--- Supplied material Enclosed Below ---

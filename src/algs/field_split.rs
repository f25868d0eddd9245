//! Cell-resident field splitting and the per-kind dispatch table.
//!
//! Cell, Gauss-point and Gauss-per-element steps all carry one tuple per
//! entity of some level, so they share one handler. Node steps go through
//! [`split_node_step`]. [`step_splitter`] picks the handler for a
//! [`Discretization`] from a fixed table.

use crate::algs::node_field::{NodeFieldCache, split_node_step};
use crate::algs::renumber::{canonical_order_of, check_entity_ids, is_identity, renumber_tuples};
use crate::algs::submesh::MeshPart;
use crate::data::discretization::Discretization;
use crate::data::field::{FieldStep, Profile};
use crate::mesh_error::MeshSplitError;
use crate::partitioning::PartitionId;
use crate::topology::mesh::Mesh;

/// Everything a step handler needs to know about the partition it fills.
#[derive(Clone, Copy, Debug)]
pub struct PartitionContext<'a> {
    /// Position of the partition in the assignment.
    pub index: PartitionId,
    /// Mesh being split.
    pub source: &'a Mesh,
    /// Mesh and maps of this partition.
    pub part: &'a MeshPart,
    /// Level-0 cells of this partition, as assigned.
    pub cells: &'a [usize],
}

impl<'a> PartitionContext<'a> {
    /// Source entities of `level` taken by this partition, in extraction order.
    pub fn extracted(&self, level: i32) -> Result<&'a [usize], MeshSplitError> {
        if level == 0 {
            Ok(self.cells)
        } else {
            self.part.selection(level)
        }
    }
}

/// Handler restricting one step of a named field to one partition.
///
/// `Ok(None)` means the step contributes nothing to the partition.
pub type StepSplitter = fn(
    &PartitionContext<'_>,
    &str,
    &FieldStep,
    &mut NodeFieldCache,
) -> Result<Option<FieldStep>, MeshSplitError>;

/// Handlers indexed by [`Discretization::index`].
pub const STEP_SPLITTERS: [StepSplitter; 4] = [
    split_cell_resident,
    split_node_resident,
    split_cell_resident,
    split_cell_resident,
];

/// Handler for steps of kind `kind`.
#[inline]
pub fn step_splitter(kind: Discretization) -> StepSplitter {
    STEP_SPLITTERS[kind.index()]
}

fn split_cell_resident(
    ctx: &PartitionContext<'_>,
    field: &str,
    step: &FieldStep,
    _cache: &mut NodeFieldCache,
) -> Result<Option<FieldStep>, MeshSplitError> {
    let out = match step.profile() {
        None => split_cell_step(field, step, ctx.source, ctx.extracted(step.level())?)?,
        Some(_) => split_profiled_cell_step(field, step, ctx.source, ctx.part)?,
    };
    Ok(Some(out))
}

fn split_node_resident(
    ctx: &PartitionContext<'_>,
    field: &str,
    step: &FieldStep,
    cache: &mut NodeFieldCache,
) -> Result<Option<FieldStep>, MeshSplitError> {
    split_node_step(field, step, ctx.source, ctx.part, ctx.index, cache)
}

fn check_cell_resident(field: &str, step: &FieldStep) -> Result<(), MeshSplitError> {
    if step.discretization().is_cell_resident() {
        Ok(())
    } else {
        Err(MeshSplitError::DiscretizationMismatch {
            field: field.to_string(),
            found: step.discretization().to_string(),
        })
    }
}

/// Restrict an unprofiled cell-resident step to the entities `ids` of its
/// level, then reorder the tuples into canonical cell order.
///
/// `ids` are source entity ids in extraction order. A profiled step is
/// rejected with [`MeshSplitError::ProfiledCellField`]; see
/// [`split_profiled_cell_step`].
pub fn split_cell_step(
    field: &str,
    step: &FieldStep,
    source: &Mesh,
    ids: &[usize],
) -> Result<FieldStep, MeshSplitError> {
    check_cell_resident(field, step)?;
    if step.profile().is_some() {
        return Err(MeshSplitError::ProfiledCellField(field.to_string()));
    }
    step.validate(field, source)?;

    let level = source.level(step.level())?;
    check_entity_ids(step.level(), ids, level.len())?;

    let extracted = step.values().select_tuples(ids);
    let types: Vec<_> = ids.iter().map(|&e| level.cell_types()[e]).collect();
    let o2n = canonical_order_of(&types);
    let values = if is_identity(&o2n) {
        extracted
    } else {
        renumber_tuples(&extracted, &o2n)?
    };
    Ok(step.with_values(values, None))
}

/// Restrict a profiled cell-resident step to partition `part`.
///
/// The new profile lists, in increasing order, the partition-local entities
/// of the step's level whose source id is in the source profile; it keeps
/// the source profile's name. Tuples follow the new profile.
pub fn split_profiled_cell_step(
    field: &str,
    step: &FieldStep,
    source: &Mesh,
    part: &MeshPart,
) -> Result<FieldStep, MeshSplitError> {
    check_cell_resident(field, step)?;
    let Some(profile) = step.profile() else {
        return split_cell_step(field, step, source, part.selection(step.level())?);
    };
    step.validate(field, source)?;

    let mut local = Vec::new();
    let mut positions = Vec::new();
    for (i, &src) in part.selection(step.level())?.iter().enumerate() {
        if let Some(pos) = profile.position(src) {
            local.push(i);
            positions.push(pos);
        }
    }
    let values = step.values().select_tuples(&positions);
    let profile = Profile::new(profile.name(), local)?;
    Ok(step.with_values(values, Some(profile)))
}

#[cfg(test)]
mod tests {
    use super::*;
    use crate::algs::submesh::split_mesh_levels;
    use crate::data::field::{FieldValues, StepTime};
    use crate::topology::cell_type::CellType;
    use crate::topology::connectivity::Connectivity;
    use crate::topology::mesh::LevelMesh;

    //  3---4---5
    //  | 0 | 2/|
    //  |   | /1|
    //  0---1---2
    fn mixed() -> Mesh {
        let coords = vec![0., 0., 1., 0., 2., 0., 0., 1., 1., 1., 2., 1.];
        let mut m = Mesh::new("mixed", 2, coords).unwrap();
        m.set_level(
            0,
            LevelMesh::new(
                vec![CellType::Quadrilateral, CellType::Triangle, CellType::Triangle],
                Connectivity::from_entities([
                    vec![0usize, 1, 4, 3],
                    vec![1, 2, 5],
                    vec![1, 5, 4],
                ]),
            ),
        )
        .unwrap();
        m.set_level(
            -1,
            LevelMesh::new(
                vec![CellType::Segment; 3],
                Connectivity::from_entities([[0usize, 1], [1, 4], [2, 5]]),
            ),
        )
        .unwrap();
        m
    }

    fn cell_step(level: i32, data: Vec<f64>) -> FieldStep {
        FieldStep::on_cells(
            StepTime::new(3, -1, 0.5),
            Discretization::Cells,
            level,
            FieldValues::scalar(data),
        )
    }

    #[test]
    fn cell_values_follow_canonical_order() {
        let m = mixed();
        let step = cell_step(0, vec![10.0, 11.0, 12.0]);
        let out = split_cell_step("P", &step, &m, &[0, 2]).unwrap();
        // Triangle 2 moves ahead of quad 0.
        assert_eq!(out.values().data(), &[12.0, 10.0]);
        assert_eq!(out.time(), step.time());
    }

    #[test]
    fn dispatch_matches_mesh_split() {
        let m = mixed();
        let cells = [0, 2];
        let part = split_mesh_levels(&m, &cells).unwrap();
        let ctx = PartitionContext {
            index: 0,
            source: &m,
            part: &part,
            cells: &cells,
        };
        let mut cache = NodeFieldCache::new();
        let step = cell_step(0, vec![10.0, 11.0, 12.0]);
        let out = step_splitter(Discretization::Cells)(&ctx, "P", &step, &mut cache)
            .unwrap()
            .unwrap();
        let expected: Vec<f64> = part
            .selection(0)
            .unwrap()
            .iter()
            .map(|&c| 10.0 + c as f64)
            .collect();
        assert_eq!(out.values().data(), expected.as_slice());

        // Faces [0,1] and [1,4] are retained; [2,5] is not.
        let faces = cell_step(-1, vec![20.0, 21.0, 22.0]);
        let out = step_splitter(Discretization::Cells)(&ctx, "F", &faces, &mut cache)
            .unwrap()
            .unwrap();
        assert_eq!(out.values().data(), &[20.0, 21.0]);
    }

    #[test]
    fn profiled_cell_step_is_rejected_by_plain_path() {
        let m = mixed();
        let step = cell_step(0, vec![1.0]).with_profile(Profile::new("p", vec![1]).unwrap());
        assert_eq!(
            split_cell_step("P", &step, &m, &[1]),
            Err(MeshSplitError::ProfiledCellField("P".into()))
        );
    }

    #[test]
    fn profiled_cell_step_keeps_local_profile() {
        let m = mixed();
        let part = split_mesh_levels(&m, &[2, 0]).unwrap();
        // Canonical local order: triangle 2, then quad 0.
        assert_eq!(part.selection(0).unwrap(), &[2, 0]);
        let step = cell_step(0, vec![5.0, 6.0]).with_profile(Profile::new("p", vec![0, 1]).unwrap());
        let out = split_profiled_cell_step("P", &step, &m, &part).unwrap();
        assert_eq!(out.profile().unwrap().ids(), &[1]);
        assert_eq!(out.profile().unwrap().name(), "p");
        assert_eq!(out.values().data(), &[5.0]);
    }

    #[test]
    fn missing_level_is_a_mismatch() {
        let m = mixed();
        let step = cell_step(-2, vec![]);
        assert_eq!(
            split_cell_step("P", &step, &m, &[]),
            Err(MeshSplitError::MissingLevel(-2))
        );
    }

    #[test]
    fn node_step_is_rejected_by_cell_path() {
        let m = mixed();
        let step = FieldStep::on_nodes(StepTime::default(), FieldValues::scalar(vec![0.0; 6]));
        assert!(matches!(
            split_cell_step("T", &step, &m, &[0]),
            Err(MeshSplitError::DiscretizationMismatch { .. })
        ));
    }
}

--- End of Enclosed Supplied material ---

_Task to carry out_
The answer consists of every line above in which the word "DiscretizationMismatch" occurs.

_Written reply_
        Err(MeshSplitError::DiscretizationMismatch {
            Err(MeshSplitError::DiscretizationMismatch { .. })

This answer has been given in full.